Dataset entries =
╔══

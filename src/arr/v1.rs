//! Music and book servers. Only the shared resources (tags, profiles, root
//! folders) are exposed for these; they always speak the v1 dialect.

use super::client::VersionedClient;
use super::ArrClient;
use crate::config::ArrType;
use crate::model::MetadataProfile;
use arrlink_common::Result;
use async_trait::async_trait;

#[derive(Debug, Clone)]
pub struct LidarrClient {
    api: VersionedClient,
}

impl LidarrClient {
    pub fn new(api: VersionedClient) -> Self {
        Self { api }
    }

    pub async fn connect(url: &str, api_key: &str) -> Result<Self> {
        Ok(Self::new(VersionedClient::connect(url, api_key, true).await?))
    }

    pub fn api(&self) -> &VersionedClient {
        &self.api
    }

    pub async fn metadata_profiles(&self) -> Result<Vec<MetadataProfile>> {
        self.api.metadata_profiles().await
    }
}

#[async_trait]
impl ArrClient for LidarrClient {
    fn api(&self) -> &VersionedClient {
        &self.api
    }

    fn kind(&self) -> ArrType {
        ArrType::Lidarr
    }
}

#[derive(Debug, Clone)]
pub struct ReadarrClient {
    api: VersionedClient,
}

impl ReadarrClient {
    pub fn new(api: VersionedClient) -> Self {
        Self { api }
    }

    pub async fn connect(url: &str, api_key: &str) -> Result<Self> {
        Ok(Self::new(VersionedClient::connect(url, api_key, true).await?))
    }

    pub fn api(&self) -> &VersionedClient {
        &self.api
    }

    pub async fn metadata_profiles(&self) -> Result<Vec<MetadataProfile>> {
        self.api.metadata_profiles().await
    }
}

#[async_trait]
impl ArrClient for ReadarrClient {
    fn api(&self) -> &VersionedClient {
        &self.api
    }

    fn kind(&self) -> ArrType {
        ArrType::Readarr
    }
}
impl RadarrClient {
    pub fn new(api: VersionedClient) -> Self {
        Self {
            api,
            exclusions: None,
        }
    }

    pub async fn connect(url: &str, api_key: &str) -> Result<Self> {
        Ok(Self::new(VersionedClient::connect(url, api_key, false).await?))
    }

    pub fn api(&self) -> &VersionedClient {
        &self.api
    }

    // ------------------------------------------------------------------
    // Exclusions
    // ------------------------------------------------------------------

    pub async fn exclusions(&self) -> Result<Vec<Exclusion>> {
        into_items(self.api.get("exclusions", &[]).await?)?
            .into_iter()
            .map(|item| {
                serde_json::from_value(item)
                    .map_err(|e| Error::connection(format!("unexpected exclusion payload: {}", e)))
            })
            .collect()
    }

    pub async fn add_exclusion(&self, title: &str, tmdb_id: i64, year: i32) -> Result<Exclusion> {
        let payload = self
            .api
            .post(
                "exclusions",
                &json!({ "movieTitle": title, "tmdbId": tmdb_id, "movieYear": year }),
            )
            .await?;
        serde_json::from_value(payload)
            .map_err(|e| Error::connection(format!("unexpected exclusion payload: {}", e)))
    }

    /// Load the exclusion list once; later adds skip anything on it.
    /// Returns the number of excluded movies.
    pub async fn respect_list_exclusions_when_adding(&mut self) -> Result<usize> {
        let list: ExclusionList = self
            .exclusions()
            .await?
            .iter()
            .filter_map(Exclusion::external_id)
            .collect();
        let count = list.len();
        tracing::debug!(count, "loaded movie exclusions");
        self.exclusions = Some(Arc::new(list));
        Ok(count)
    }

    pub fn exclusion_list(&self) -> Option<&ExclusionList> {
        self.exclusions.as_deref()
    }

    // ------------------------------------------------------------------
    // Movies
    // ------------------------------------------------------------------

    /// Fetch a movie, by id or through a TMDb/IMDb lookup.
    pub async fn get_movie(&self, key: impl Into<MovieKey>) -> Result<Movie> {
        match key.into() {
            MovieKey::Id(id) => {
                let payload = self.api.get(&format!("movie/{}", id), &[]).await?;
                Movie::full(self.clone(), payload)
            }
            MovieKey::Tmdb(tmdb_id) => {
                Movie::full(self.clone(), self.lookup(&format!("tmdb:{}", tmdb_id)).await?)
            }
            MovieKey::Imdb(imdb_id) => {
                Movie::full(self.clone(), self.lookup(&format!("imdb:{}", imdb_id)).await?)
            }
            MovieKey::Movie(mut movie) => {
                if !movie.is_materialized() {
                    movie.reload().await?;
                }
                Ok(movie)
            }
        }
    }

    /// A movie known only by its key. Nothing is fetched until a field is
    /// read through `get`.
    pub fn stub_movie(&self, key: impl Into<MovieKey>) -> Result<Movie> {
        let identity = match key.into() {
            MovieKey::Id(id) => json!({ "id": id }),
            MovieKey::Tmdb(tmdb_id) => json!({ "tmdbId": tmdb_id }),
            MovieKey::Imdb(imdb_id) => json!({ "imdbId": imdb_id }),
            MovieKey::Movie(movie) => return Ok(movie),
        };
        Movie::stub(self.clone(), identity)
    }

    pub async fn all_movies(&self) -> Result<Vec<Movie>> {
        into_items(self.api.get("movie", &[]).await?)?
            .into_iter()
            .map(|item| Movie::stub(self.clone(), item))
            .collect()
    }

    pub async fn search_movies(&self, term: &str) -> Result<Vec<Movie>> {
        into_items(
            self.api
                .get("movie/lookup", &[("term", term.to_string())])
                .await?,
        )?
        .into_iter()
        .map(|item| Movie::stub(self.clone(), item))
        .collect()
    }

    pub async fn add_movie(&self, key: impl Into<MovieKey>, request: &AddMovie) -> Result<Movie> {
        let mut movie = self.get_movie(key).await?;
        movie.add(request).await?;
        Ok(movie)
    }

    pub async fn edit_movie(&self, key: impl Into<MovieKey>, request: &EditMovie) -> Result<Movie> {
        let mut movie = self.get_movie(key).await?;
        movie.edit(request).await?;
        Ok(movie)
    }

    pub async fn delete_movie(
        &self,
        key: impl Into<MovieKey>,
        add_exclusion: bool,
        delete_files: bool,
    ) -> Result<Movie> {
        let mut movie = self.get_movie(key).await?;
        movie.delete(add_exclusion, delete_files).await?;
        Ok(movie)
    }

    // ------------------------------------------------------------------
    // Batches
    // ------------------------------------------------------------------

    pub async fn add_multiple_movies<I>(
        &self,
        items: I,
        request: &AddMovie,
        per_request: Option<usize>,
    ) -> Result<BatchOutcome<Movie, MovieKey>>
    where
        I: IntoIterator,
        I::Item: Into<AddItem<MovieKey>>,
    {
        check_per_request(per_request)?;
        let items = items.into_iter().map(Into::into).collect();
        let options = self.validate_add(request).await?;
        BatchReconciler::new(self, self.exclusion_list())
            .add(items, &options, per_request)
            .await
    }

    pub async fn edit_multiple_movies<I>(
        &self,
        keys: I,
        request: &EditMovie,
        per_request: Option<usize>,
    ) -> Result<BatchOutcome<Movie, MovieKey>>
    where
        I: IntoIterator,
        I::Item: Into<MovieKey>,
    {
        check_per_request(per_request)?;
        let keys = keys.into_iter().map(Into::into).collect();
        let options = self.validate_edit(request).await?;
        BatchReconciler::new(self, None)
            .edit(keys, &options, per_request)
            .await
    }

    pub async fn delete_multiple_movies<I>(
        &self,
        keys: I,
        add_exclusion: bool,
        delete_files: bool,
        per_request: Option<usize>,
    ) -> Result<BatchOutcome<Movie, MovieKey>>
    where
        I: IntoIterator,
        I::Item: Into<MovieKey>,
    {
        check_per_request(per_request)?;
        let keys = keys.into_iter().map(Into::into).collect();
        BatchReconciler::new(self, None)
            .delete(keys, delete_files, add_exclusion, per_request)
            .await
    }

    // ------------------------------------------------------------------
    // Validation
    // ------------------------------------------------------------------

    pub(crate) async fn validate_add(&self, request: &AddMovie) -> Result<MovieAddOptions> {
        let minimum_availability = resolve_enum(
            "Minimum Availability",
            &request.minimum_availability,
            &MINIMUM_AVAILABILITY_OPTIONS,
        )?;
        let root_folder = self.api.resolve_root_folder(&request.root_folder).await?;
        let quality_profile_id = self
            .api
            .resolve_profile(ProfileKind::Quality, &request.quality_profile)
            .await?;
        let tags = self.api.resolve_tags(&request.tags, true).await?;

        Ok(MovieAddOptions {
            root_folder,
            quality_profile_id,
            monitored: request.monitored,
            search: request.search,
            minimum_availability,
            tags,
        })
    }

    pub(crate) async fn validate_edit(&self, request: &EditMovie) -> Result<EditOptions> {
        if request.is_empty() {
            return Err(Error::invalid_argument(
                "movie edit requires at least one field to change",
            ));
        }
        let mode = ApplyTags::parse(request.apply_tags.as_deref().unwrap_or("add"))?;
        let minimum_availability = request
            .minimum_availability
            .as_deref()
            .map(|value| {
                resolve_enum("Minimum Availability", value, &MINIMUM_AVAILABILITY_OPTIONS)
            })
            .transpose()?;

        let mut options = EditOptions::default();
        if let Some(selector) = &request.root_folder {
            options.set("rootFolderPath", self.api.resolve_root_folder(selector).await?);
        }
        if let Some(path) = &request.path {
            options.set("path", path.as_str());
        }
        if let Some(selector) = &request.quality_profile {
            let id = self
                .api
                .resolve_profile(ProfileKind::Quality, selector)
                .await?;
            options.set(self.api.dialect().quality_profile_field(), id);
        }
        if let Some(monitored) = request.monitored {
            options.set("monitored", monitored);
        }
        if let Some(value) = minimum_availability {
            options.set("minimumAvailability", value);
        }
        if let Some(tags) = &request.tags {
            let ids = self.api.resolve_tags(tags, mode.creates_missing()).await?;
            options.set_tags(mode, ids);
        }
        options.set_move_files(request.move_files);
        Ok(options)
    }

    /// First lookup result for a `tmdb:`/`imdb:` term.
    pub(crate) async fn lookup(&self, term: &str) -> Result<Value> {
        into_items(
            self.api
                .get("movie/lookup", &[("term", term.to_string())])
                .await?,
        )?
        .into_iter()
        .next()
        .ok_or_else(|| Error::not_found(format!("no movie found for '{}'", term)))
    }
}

╚══

About this task =
Retype every line up to and including the one that contains "use arrlink_common::Result;", beginning at the first line of the records, with no edits.

Solution to this exercise =
filename src/arr/v1.rs
//! Music and book servers. Only the shared resources (tags, profiles, root
//! folders) are exposed for these; they always speak the v1 dialect.

use super::client::VersionedClient;
use super::ArrClient;
use crate::config::ArrType;
use crate::model::MetadataProfile;
use arrlink_common::Result;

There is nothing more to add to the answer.